The input file is "touched" when the program is running. @robertodr said is because everything is made uppercase. Still that should happen in the cache and not directly to the file on disk. This is (mildly) annoying when one is performing many tests with small modifications to the same input, because the editor complains the file has been modified. Feature request: make sure the original input file is not touched (an intermediate uppercase version could be created if need be).

robertodr commented 7 years ago

@ilfreddy I've made a separate issue #91 out of your request. Let's try to limit this thread for comments on input parsing :wink:

loriab commented 7 years ago

Would you want to consider PCMSolver only taking JSON/py-dict input, with QC progs responsible for generating it from their native options parsing (perhaps this is "piggypacking"). Then perhaps PCMSolver additionally does a light str --> json or argparse --> json utility so it can be run independently.

Related discussion at https://github.com/MolSSI/QC_JSON_Schema , though admittedly Mol-centered at present

robertodr commented 7 years ago

Thanks @loriab. Admittedly, I'd prefer YAML (less curly braces around :smiley_cat:), but anything that is a standard format and would relieve me from doing most of the work in defining it, is very welcome.

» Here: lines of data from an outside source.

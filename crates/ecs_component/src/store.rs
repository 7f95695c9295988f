//! Per-entity type-erased component storage.
//!
//! Each entity owns one [`ComponentStore`]: a flat list of entries, each
//! pairing a recorded [`ComponentTypeId`] with a boxed, type-erased value.
//! Lookups are linear scans over the recorded IDs followed by a checked
//! downcast — per-entity component counts are small, so no type-indexed
//! map is used.
//!
//! The store upholds one invariant: at most one instance per concrete
//! component type. Insertion enforces it; every other operation relies on
//! it.

use std::any::Any;

use thiserror::Error;
use tracing::trace;

use crate::component::{Component, ComponentTypeId};

/// Errors produced by [`ComponentStore`] insertion.
#[derive(Debug, Error, PartialEq, Eq)]
pub enum StoreError {
    /// The entity already holds a component of the requested type.
    #[error("entity already holds a '{component}' component")]
    DuplicateComponent {
        /// Name of the offending component type.
        component: &'static str,
    },
}

/// One stored component: recorded identity plus the erased value.
struct StoreEntry {
    type_id: ComponentTypeId,
    name: &'static str,
    value: Box<dyn Any>,
}

impl StoreEntry {
    fn new<C: Component>(value: C) -> Self {
        Self {
            type_id: C::component_type_id(),
            name: C::type_name(),
            value: Box::new(value),
        }
    }
}

/// An entity's owned component collection.
///
/// Entries keep insertion order; the order carries no semantics. Dropping
/// the store drops every component it holds, so component release is tied
/// to entity destruction rather than to registry bookkeeping.
#[derive(Default)]
pub struct ComponentStore {
    entries: Vec<StoreEntry>,
}

impl ComponentStore {
    /// Create an empty store.
    #[must_use]
    pub fn new() -> Self {
        Self {
            entries: Vec::new(),
        }
    }

    /// Attach a default-constructed `C`, returning a mutable reference to
    /// the stored instance.
    ///
    /// # Errors
    ///
    /// Returns [`StoreError::DuplicateComponent`] if the store already
    /// holds a `C`; the existing instance is left untouched.
    pub fn add<C: Component + Default>(&mut self) -> Result<&mut C, StoreError> {
        self.insert(C::default())
    }

    /// Attach a pre-built component value, returning a mutable reference
    /// to the stored instance.
    ///
    /// # Errors
    ///
    /// Returns [`StoreError::DuplicateComponent`] if the store already
    /// holds a `C`; the existing instance is left untouched.
    pub fn insert<C: Component>(&mut self, value: C) -> Result<&mut C, StoreError> {
        if self.has::<C>() {
            return Err(StoreError::DuplicateComponent {
                component: C::type_name(),
            });
        }

        trace!(component = C::type_name(), "component attached");
        let index = self.entries.len();
        self.entries.push(StoreEntry::new(value));
        let stored = self.entries[index]
            .value
            .downcast_mut::<C>()
            .expect("freshly inserted entry holds the requested type");
        Ok(stored)
    }

    /// Get a shared reference to the stored `C`, if present.
    #[must_use]
    pub fn get<C: Component>(&self) -> Option<&C> {
        let wanted = C::component_type_id();
        self.entries
            .iter()
            .find(|entry| entry.type_id == wanted)
            .and_then(|entry| entry.value.downcast_ref::<C>())
    }

    /// Get a mutable reference to the stored `C`, if present.
    #[must_use]
    pub fn get_mut<C: Component>(&mut self) -> Option<&mut C> {
        let wanted = C::component_type_id();
        self.entries
            .iter_mut()
            .find(|entry| entry.type_id == wanted)
            .and_then(|entry| entry.value.downcast_mut::<C>())
    }

    /// Returns `true` if the store holds a `C`.
    #[must_use]
    pub fn has<C: Component>(&self) -> bool {
        let wanted = C::component_type_id();
        self.entries.iter().any(|entry| entry.type_id == wanted)
    }

    /// Detach and drop the stored `C`, scanning for the **last** matching
    /// entry. Under the duplicate-free invariant at most one entry can
    /// match, but last-match-wins is the deterministic tie-break.
    ///
    /// Returns `true` if a component was removed.
    pub fn remove<C: Component>(&mut self) -> bool {
        let wanted = C::component_type_id();
        match self.entries.iter().rposition(|entry| entry.type_id == wanted) {
            Some(index) => {
                let entry = self.entries.remove(index);
                trace!(component = entry.name, "component detached");
                true
            }
            None => false,
        }
    }

    /// Returns the number of components held.
    #[must_use]
    pub fn len(&self) -> usize {
        self.entries.len()
    }

    /// Returns `true` if no components are held.
    #[must_use]
    pub fn is_empty(&self) -> bool {
        self.entries.is_empty()
    }
}

impl std::fmt::Debug for ComponentStore {
    fn fmt(&self, f: &mut std::fmt::Formatter<'_>) -> std::fmt::Result {
        f.debug_list()
            .entries(self.entries.iter().map(|entry| entry.name))
            .finish()
    }
}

These are the flows of the input I am envisioning:

  1. QC program needs to add a new input section for PCMSolver, with input parameters whose names and types are defined by the given version of the API.
  2. QC program reads input and dumps the PCMSolver section into a prescribed format, let's say JSON. Notice that the QC program does not validate the input, but simply translates it to a standard format. This can happen in one of two ways:
    1. Disk-based PCMSolver adds nhomann/json as dependency and exposes a function pcmsolver_write_input_file() that accepts the (presumably long) list of input parameters (all plain-old data structures - PODs) read by the QC program. This function would validate the input and write it to file in the correct format. A call to pcmsolver_new() would then bear no arguments and look for the already validated input file in the current directory.
    2. Software-based PCMSolver adds nhomann/json as dependency. I wrap it with a C API, in turn wrapped by a Fortran API. QC program calls pcmsolver_generate_input_json() that accepts the (presumably long) list of input parameters read by the QC program. This function would validate the input and return the JSON data structure for the input. Eventually, QC program calls pcmsolver_new(json_input) and gets a handle to a PCM computation.

QC program pseudocode for route i.

bool success = pcmsolver_write_input_file(/* PCM input parameters as PODs*/);
if (success) {
   pcmsolver_context * ctx = pcmsolver_new();
} else {
  // ABORT 
}

QC program pseudocode for route ii.

JSON * json_input = pcmsolver_generate_input_json(/* PCM input parameters as PODs */);
pcmsolver_context * ctx = pcmsolver_new(json_input);

Route ii. looks more elegant, but it will require more work in order to maintain the C and Fortran wrappers to the C++ JSON library.